"On a pu épiloguer sur le véritable sens des Accords du 18 mars 1962, considérés par les uns, en France, comme le fruit amer d'une immense braderie, et par d'autres, en Algérie, comme un pur chef d'œuvre du néocolonialisme. Il eut été plus avisé, au-delà de ces jugements idéologiques, de s'interroger sur le sort qui leur serait réservé à l'épreuve des faits. Celle-ci ne tarda pas. Un événement vint, en effet, bouleverser prématurément l'économie de ces Accords : l'exode massif des pieds-noirs, avant même que les résultats du référendum d'autodétermination ne fussent proclamés.
Les autorités françaises, qui avaient misé sur le maintien de quelque 400 000 Européens - estimation de Louis Joxe - ne s'attendaient certainement pas à pareil chambardement. Mais c'était sans compter avec l'atmosphère d'épouvante que l'OAS avait réussi à créer, prétendant, à coup de meurtres et de destruction, ramener l'Algérie à sa situation d'avant 1830. C'était, surtout, minimiser l'irrédentisme des pieds-noirs, paniqués à la perspective imminente de l'indépendance et dont le mouvement de départ, entamé à la veille des ultimes entretiens d'Evian, se transforma bientôt en sauve-qui-peut généralisé."
"L'important n'était-il pas d'avoir rétabli la paix et d'avoir redonné à un peuple surexploité, étranger sur son propre sol, le droit à une vie nouvelle ?"
( Redha Malek - extraits de la préface de "l'Algérie à Evian" - Edition du Seuil ). Il nous a paru utile de commencer cette série "Négociations d'Evian" sur l'opinion d'un des négociateurs algériens concernant l'accession à l'indépendance de l'Algérie, phase terminale d'un affrontement qui fut, pour tous, un enfer pavé de bonnes intentions, dont les uns ont rejeté sur les autres les dommages collatéraux et réciproquement. Une deuxième source, capitale, est la collection des procès-verbaux des discussions entre négociateurs français et algériens, et autres notes, provenant des archives du Ministère français des Affaires Etrangères, et rassemblés dans le livre "Vers la paix en Algérie" - Editions Bruylant.
Il y a ensuite ce sentiment, sur le terrain, que l'Algérie passait de Charybde en Scylla ( deux monstres marins de la mythologie grecque - L'expression « tomber de Charybde en Scylla » signifie de nos jours « éviter un danger en s'exposant à un autre pire encore " ), ce qui rendait, "l'encre à peine sèche", l'application de ces "accords" totalement obsolète en Algérie.

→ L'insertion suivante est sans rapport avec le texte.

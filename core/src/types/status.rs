use std::collections::BTreeMap;
use std::fmt;

use serde::{Deserialize, Serialize};

/// Result of one stage invocation, or of a whole tick.
#[derive(Debug, Clone, Copy, Serialize, Deserialize, PartialEq, Eq)]
#[serde(rename_all = "snake_case")]
pub enum StageOutcome {
    Success,
    InProgress,
    Failed,
}

impl StageOutcome {
    pub fn is_success(self) -> bool {
        self == StageOutcome::Success
    }
}

impl fmt::Display for StageOutcome {
    fn fmt(&self, f: &mut fmt::Formatter<'_>) -> fmt::Result {
        match self {
            StageOutcome::Success => write!(f, "success"),
            StageOutcome::InProgress => write!(f, "in_progress"),
            StageOutcome::Failed => write!(f, "failed"),
        }
    }
}

/// Durable record of the controller's progress, written back once per tick.
///
/// `migrated` is sticky: it can be set through `mark_migrated` and has no
/// setter that clears it.
#[derive(Debug, Clone, Default, Serialize, Deserialize, PartialEq)]
pub struct ObservabilityStatus {
    /// The stage attempted last in the most recent tick.
    #[serde(default, skip_serializing_if = "Option::is_none")]
    pub stage: Option<String>,
    /// Aggregate outcome of the most recent tick.
    #[serde(default, skip_serializing_if = "Option::is_none")]
    pub stage_status: Option<StageOutcome>,
    /// Per-stage outcome markers. Stages not reached in the last tick keep
    /// their previous marker.
    #[serde(default, skip_serializing_if = "BTreeMap::is_empty")]
    pub stages: BTreeMap<String, StageOutcome>,
    #[serde(default, skip_serializing_if = "Option::is_none")]
    pub last_message: Option<String>,
    #[serde(default)]
    migrated: bool,
}

impl ObservabilityStatus {
    pub fn is_migrated(&self) -> bool {
        self.migrated
    }

    /// Record that the one-time legacy name migration has completed.
    pub fn mark_migrated(&mut self) {
        self.migrated = true;
    }

    pub fn record_stage(&mut self, stage: &str, outcome: StageOutcome) {
        self.stage = Some(stage.to_string());
        self.stages.insert(stage.to_string(), outcome);
    }

    pub fn stage_outcome(&self, stage: &str) -> Option<StageOutcome> {
        self.stages.get(stage).copied()
    }
}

On pourrait faire état d'autres témoignages, de non-dits également. Le résultat objectif a été :
- Pour la France : cessation des combats en Algérie, abandon de souveraineté sur cette ancienne colonie, reflux des pieds-noirs ( principalement mais pas uniquement d'origine française ) qui ont pris leur place dans l'économie de la France, etc. , abandon à leur triste sort de dizaines de milliers d'anciens "Français à part entière", fin d'un état de guerre quasi permanent depuis ... 1789 !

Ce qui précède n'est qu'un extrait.